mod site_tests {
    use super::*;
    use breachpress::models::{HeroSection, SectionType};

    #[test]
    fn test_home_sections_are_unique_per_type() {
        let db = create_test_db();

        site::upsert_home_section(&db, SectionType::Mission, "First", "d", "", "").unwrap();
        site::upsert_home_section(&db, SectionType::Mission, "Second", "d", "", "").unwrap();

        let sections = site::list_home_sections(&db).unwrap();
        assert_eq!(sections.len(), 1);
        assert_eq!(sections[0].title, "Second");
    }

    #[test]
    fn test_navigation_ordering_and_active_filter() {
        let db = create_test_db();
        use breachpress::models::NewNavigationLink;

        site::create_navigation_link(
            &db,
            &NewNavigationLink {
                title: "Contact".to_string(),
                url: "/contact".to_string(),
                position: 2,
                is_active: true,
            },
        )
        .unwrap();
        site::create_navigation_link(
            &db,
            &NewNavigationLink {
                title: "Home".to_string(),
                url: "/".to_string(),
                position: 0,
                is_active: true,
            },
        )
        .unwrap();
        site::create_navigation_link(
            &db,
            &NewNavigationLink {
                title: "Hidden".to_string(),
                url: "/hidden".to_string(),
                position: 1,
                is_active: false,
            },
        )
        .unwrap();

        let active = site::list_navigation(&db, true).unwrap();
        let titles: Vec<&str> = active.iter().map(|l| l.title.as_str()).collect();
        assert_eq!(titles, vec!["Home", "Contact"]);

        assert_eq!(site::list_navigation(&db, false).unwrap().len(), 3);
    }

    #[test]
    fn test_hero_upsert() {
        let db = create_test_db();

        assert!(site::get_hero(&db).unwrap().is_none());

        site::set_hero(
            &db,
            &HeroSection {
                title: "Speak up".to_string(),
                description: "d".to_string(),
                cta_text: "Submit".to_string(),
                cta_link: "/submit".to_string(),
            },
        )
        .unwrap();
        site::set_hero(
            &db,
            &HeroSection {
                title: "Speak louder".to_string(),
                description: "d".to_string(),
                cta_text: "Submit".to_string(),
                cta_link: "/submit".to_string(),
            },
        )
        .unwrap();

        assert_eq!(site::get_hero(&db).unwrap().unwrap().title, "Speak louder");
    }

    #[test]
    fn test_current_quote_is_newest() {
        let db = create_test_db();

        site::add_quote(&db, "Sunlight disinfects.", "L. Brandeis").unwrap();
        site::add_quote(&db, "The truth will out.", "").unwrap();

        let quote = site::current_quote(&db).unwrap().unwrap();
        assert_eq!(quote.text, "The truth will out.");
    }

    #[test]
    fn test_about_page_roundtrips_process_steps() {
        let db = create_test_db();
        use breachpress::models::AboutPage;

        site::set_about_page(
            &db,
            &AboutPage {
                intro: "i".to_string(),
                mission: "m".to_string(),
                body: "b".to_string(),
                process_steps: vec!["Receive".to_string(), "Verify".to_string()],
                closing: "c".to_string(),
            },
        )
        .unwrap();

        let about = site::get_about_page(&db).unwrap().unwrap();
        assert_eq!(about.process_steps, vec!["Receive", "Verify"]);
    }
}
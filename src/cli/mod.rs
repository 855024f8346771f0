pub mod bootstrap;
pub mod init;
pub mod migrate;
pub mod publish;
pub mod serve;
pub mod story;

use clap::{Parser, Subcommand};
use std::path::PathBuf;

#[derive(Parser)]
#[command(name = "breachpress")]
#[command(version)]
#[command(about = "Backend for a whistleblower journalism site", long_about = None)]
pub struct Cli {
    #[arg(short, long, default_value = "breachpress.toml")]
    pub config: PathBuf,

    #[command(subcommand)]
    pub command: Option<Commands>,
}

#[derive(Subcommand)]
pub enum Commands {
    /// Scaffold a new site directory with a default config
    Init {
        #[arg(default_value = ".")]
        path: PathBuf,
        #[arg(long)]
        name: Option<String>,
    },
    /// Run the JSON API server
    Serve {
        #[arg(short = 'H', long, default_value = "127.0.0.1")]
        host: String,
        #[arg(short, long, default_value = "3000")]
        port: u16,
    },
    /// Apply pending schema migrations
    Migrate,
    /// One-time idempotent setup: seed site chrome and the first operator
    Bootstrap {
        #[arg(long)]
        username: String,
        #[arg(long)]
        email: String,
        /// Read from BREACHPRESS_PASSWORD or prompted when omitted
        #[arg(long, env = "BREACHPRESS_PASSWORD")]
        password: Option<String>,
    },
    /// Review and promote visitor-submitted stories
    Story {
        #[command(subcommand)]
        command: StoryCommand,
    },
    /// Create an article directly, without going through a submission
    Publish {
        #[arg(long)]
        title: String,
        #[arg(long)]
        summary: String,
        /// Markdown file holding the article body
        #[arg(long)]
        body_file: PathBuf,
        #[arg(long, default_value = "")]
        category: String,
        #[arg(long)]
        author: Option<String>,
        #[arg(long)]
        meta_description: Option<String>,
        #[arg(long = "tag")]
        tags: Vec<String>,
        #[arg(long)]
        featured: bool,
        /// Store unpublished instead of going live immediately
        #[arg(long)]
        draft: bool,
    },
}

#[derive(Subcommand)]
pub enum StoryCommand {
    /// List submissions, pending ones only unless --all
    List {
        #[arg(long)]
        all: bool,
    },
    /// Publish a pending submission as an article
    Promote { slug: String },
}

__What to work on__. For this exercise, all the data must be repeated exactly.

__Response to the task__.
mod site_tests {
    use super::*;
    use breachpress::models::{HeroSection, SectionType};

    #[test]
    fn test_home_sections_are_unique_per_type() {
        let db = create_test_db();

        site::upsert_home_section(&db, SectionType::Mission, "First", "d", "", "").unwrap();
        site::upsert_home_section(&db, SectionType::Mission, "Second", "d", "", "").unwrap();

        let sections = site::list_home_sections(&db).unwrap();
        assert_eq!(sections.len(), 1);
        assert_eq!(sections[0].title, "Second");
    }

    #[test]
    fn test_navigation_ordering_and_active_filter() {
        let db = create_test_db();
        use breachpress::models::NewNavigationLink;

        site::create_navigation_link(
            &db,
            &NewNavigationLink {
                title: "Contact".to_string(),
                url: "/contact".to_string(),
                position: 2,
                is_active: true,
            },
        )
        .unwrap();
        site::create_navigation_link(
            &db,
            &NewNavigationLink {
                title: "Home".to_string(),
                url: "/".to_string(),
                position: 0,
                is_active: true,
            },
        )
        .unwrap();
        site::create_navigation_link(
            &db,
            &NewNavigationLink {
                title: "Hidden".to_string(),
                url: "/hidden".to_string(),
                position: 1,
                is_active: false,
            },
        )
        .unwrap();

        let active = site::list_navigation(&db, true).unwrap();
        let titles: Vec<&str> = active.iter().map(|l| l.title.as_str()).collect();
        assert_eq!(titles, vec!["Home", "Contact"]);

        assert_eq!(site::list_navigation(&db, false).unwrap().len(), 3);
    }

    #[test]
    fn test_hero_upsert() {
        let db = create_test_db();

        assert!(site::get_hero(&db).unwrap().is_none());

        site::set_hero(
            &db,
            &HeroSection {
                title: "Speak up".to_string(),
                description: "d".to_string(),
                cta_text: "Submit".to_string(),
                cta_link: "/submit".to_string(),
            },
        )
        .unwrap();
        site::set_hero(
            &db,
            &HeroSection {
                title: "Speak louder".to_string(),
                description: "d".to_string(),
                cta_text: "Submit".to_string(),
                cta_link: "/submit".to_string(),
            },
        )
        .unwrap();

        assert_eq!(site::get_hero(&db).unwrap().unwrap().title, "Speak louder");
    }

    #[test]
    fn test_current_quote_is_newest() {
        let db = create_test_db();

        site::add_quote(&db, "Sunlight disinfects.", "L. Brandeis").unwrap();
        site::add_quote(&db, "The truth will out.", "").unwrap();

        let quote = site::current_quote(&db).unwrap().unwrap();
        assert_eq!(quote.text, "The truth will out.");
    }

    #[test]
    fn test_about_page_roundtrips_process_steps() {
        let db = create_test_db();
        use breachpress::models::AboutPage;

        site::set_about_page(
            &db,
            &AboutPage {
                intro: "i".to_string(),
                mission: "m".to_string(),
                body: "b".to_string(),
                process_steps: vec!["Receive".to_string(), "Verify".to_string()],
                closing: "c".to_string(),
            },
        )
        .unwrap();

        let about = site::get_about_page(&db).unwrap().unwrap();
        assert_eq!(about.process_steps, vec!["Receive", "Verify"]);
    }
}
filename src/cli/mod.rs
repository 855024f8346771f0
pub mod bootstrap;
pub mod init;
pub mod migrate;
pub mod publish;
pub mod serve;
pub mod story;

use clap::{Parser, Subcommand};
use std::path::PathBuf;

#[derive(Parser)]
#[command(name = "breachpress")]
#[command(version)]
#[command(about = "Backend for a whistleblower journalism site", long_about = None)]
pub struct Cli {
    #[arg(short, long, default_value = "breachpress.toml")]
    pub config: PathBuf,

    #[command(subcommand)]
    pub command: Option<Commands>,
}

#[derive(Subcommand)]
pub enum Commands {
    /// Scaffold a new site directory with a default config
    Init {
        #[arg(default_value = ".")]
        path: PathBuf,
        #[arg(long)]
        name: Option<String>,
    },
    /// Run the JSON API server
    Serve {
        #[arg(short = 'H', long, default_value = "127.0.0.1")]
        host: String,
        #[arg(short, long, default_value = "3000")]
        port: u16,
    },
    /// Apply pending schema migrations
    Migrate,
    /// One-time idempotent setup: seed site chrome and the first operator
    Bootstrap {
        #[arg(long)]
        username: String,
        #[arg(long)]
        email: String,
        /// Read from BREACHPRESS_PASSWORD or prompted when omitted
        #[arg(long, env = "BREACHPRESS_PASSWORD")]
        password: Option<String>,
    },
    /// Review and promote visitor-submitted stories
    Story {
        #[command(subcommand)]
        command: StoryCommand,
    },
    /// Create an article directly, without going through a submission
    Publish {
        #[arg(long)]
        title: String,
        #[arg(long)]
        summary: String,
        /// Markdown file holding the article body
        #[arg(long)]
        body_file: PathBuf,
        #[arg(long, default_value = "")]
        category: String,
        #[arg(long)]
        author: Option<String>,
        #[arg(long)]
        meta_description: Option<String>,
        #[arg(long = "tag")]
        tags: Vec<String>,
        #[arg(long)]
        featured: bool,
        /// Store unpublished instead of going live immediately
        #[arg(long)]
        draft: bool,
    },
}

#[derive(Subcommand)]
pub enum StoryCommand {
    /// List submissions, pending ones only unless --all
    List {
        #[arg(long)]
        all: bool,
    },
    /// Publish a pending submission as an article
    Promote { slug: String },
}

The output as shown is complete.